About Maternity Tally
Maternity Tally is a small, focused set of calculators for the questions pregnant people and new parents actually need answered. The flagship is the maternity leave calculator, which figures out — for your specific state, salary, employer, and birth type — how many weeks of leave you get, how much of that is paid, and what the action items are to actually claim the benefits you're entitled to.
We exist because the answers to these questions are scattered across state government websites, employer HR documents, and federal labor law — none of which speak to each other. The big pregnancy media sites (BabyCenter, WhatToExpect, Pampers) are media companies first, calculators second. Their tools are bolt-ons to massive editorial properties, often dated, and don't handle the cases that fall outside the typical "married, full-time, $80k, vaginal delivery, supportive employer" profile. The big calculator hubs (Omnicalculator, Calculator.net) are generic; they treat pregnancy as one category among hundreds.
The aim is not to compete with the big sites on volume. It's to be more correct on the cases the big calculators don't handle well. Specifically:
- State-specific math for California, New York, New Jersey, Massachusetts, Washington, Connecticut, Minnesota, Colorado, Oregon, Rhode Island, Delaware, DC, Maine, Pennsylvania, Texas, and Florida — the right replacement formula, the right cap, the right interaction with FMLA. Sixteen jurisdictions cover ~55% of US births; more states are queued.
- Pregnancy after loss — a dedicated reference for federal protections (FMLA, PWFA, PDA, ADA) and the state-by-state reproductive-loss leave laws (CA SB 848, IL FBLA, MA Earned Sick Time expansion, MN Pregnancy Loss Leave Act, WA PFML SB 5217), plus community and crisis resources.
- IVF, IUI, and fertility treatment — a dedicated reference for time off during active treatment (PWFA, FMLA serious-health-condition, state sick leave), failed-cycle bereavement leave, and the state insurance mandates that govern who has to cover fertility care.

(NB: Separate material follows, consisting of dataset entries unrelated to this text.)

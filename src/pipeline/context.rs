//! Per-process processor context.
//!
//! Constructed once at startup and passed by reference into each consumer
//! invocation. Everything the pipeline touches — collaborators, state
//! store, clock, randomness — hangs off this handle; there is no hidden
//! global mutable state.

use std::sync::Arc;

use parking_lot::Mutex;
use rand::rngs::SmallRng;
use rand::{Rng, SeedableRng};

use crate::config::ProcessorConfig;
use crate::metrics::MetricsEmitter;
use crate::registry::{
    AnalyticsSink, ConfigPusher, DetectorHandler, DetectorRegistry, RegionRegistry,
    RetryTaskScheduler, SubscriptionRegistry,
};
use crate::store::StateStore;

/// Time source. Abstracted so tests can pin the clock for the
/// deterministic region-check trigger and delay metrics.
pub trait Clock: Send + Sync {
    /// Current wall-clock time as epoch milliseconds.
    fn now_ms(&self) -> i64;
}

/// Production clock backed by the system time.
#[derive(Debug, Default)]
pub struct SystemClock;

impl Clock for SystemClock {
    fn now_ms(&self) -> i64 {
        chrono::Utc::now().timestamp_millis()
    }
}

/// Fixed clock for tests.
#[derive(Debug)]
pub struct FixedClock(pub i64);

impl Clock for FixedClock {
    fn now_ms(&self) -> i64 {
        self.0
    }
}

/// Handle bundle for one consumer process.
pub struct ProcessorContext {
    pub config: ProcessorConfig,
    pub store: Arc<dyn StateStore>,
    pub subscriptions: Arc<dyn SubscriptionRegistry>,
    pub regions: Arc<dyn RegionRegistry>,
    pub detectors: Arc<dyn DetectorRegistry>,
    pub handler: Arc<dyn DetectorHandler>,
    pub analytics: Arc<dyn AnalyticsSink>,
    pub config_pusher: Arc<dyn ConfigPusher>,
    pub scheduler: Arc<dyn RetryTaskScheduler>,
    pub metrics: Arc<dyn MetricsEmitter>,
    pub clock: Arc<dyn Clock>,
    rng: Mutex<SmallRng>,
}

impl ProcessorContext {
    #[allow(clippy::too_many_arguments)]
    pub fn new(
        config: ProcessorConfig,
        store: Arc<dyn StateStore>,
        subscriptions: Arc<dyn SubscriptionRegistry>,
        regions: Arc<dyn RegionRegistry>,
        detectors: Arc<dyn DetectorRegistry>,
        handler: Arc<dyn DetectorHandler>,
        analytics: Arc<dyn AnalyticsSink>,
        config_pusher: Arc<dyn ConfigPusher>,
        scheduler: Arc<dyn RetryTaskScheduler>,
        metrics: Arc<dyn MetricsEmitter>,
        clock: Arc<dyn Clock>,
    ) -> Self {
        Self {
            config,
            store,
            subscriptions,
            regions,
            detectors,
            handler,
            analytics,
            config_pusher,
            scheduler,
            metrics,
            clock,
            rng: Mutex::new(SmallRng::from_entropy()),
        }
    }

    /// Uniform draw in [0, 1) for the probabilistic region-check trigger.
    pub fn roll(&self) -> f64 {
        self.rng.lock().gen::<f64>()
    }
}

- LGBTQ+ families, donor cycles, and surrogacy — built into the calculator's question flow rather than bolted on. The methodology page documents how the four role options map to same-sex couples, donor-cycle families, intended parents via surrogacy, and single parents.
- Multiples (twins, triplets) — the wizard asks; the engine applies state-documented recovery extensions where they exist and flags the medical-certification reality where they don't.
- The financial reality of having a baby in the US — the remaining unfinished piece. Wage replacement is one half; out-of-pocket pregnancy costs, NICU exposure, and childcare are the other. We'll build a separate calculator for it. Not done yet.
What we believe
- Sources on every page. Every numeric value cites a primary source — usually a state department of labor, sometimes federal regulation, occasionally a peer-reviewed clinical paper. If we can't cite it, we don't publish it.
- Loss-aware language by default. Pregnancy doesn't always end in birth. The calculator output is factual rather than celebratory; a dedicated page covers leave rights and recovery resources after miscarriage, stillbirth, or failed fertility treatment, with federal and state-by-state coverage.
- Inclusive defaults. "Birthing parent" or "you" — not "mom" or "the dad". Same-sex couples, donor-cycle families, and intended parents via surrogacy are explicit options in the question flow; the methodology page documents how each family structure maps to the calculator.
- No popups, no paywalls, no upsells. Ads fund the site; that's all. No newsletter capture, no "premium tier", no email-gated content.
- Fast on a phone. Pages load instantly, even on a slow connection — especially important when you're checking this from your phone in a waiting room.
Data freshness
State paid family leave programs change every year — most on January 1, when new wage caps and contribution rates take effect. Some change mid-year through legislation. Maternity Tally runs an automated weekly monitor that watches each state government's program pages for changes. When a change is detected, it's flagged for human review before anything updates in the calculator — results are never silently changed. The methodology page has the full picture.
Get in touch
For data corrections, bug reports, or suggestions about scenarios we should model: contact us. We read everything.
What this is not
- Not legal advice. The calculator's output is informational. For decisions with legal consequences (employment disputes, denied benefits, complex situations), consult an employment attorney or your state's labor commissioner office.
- Not medical advice. Recovery weeks, eligibility certifications, and accommodation decisions belong with your healthcare provider.
- Not a financial planner. The dollar figures show your wage replacement during leave; they don't model taxes withheld, family budget impact, or longer-term financial planning.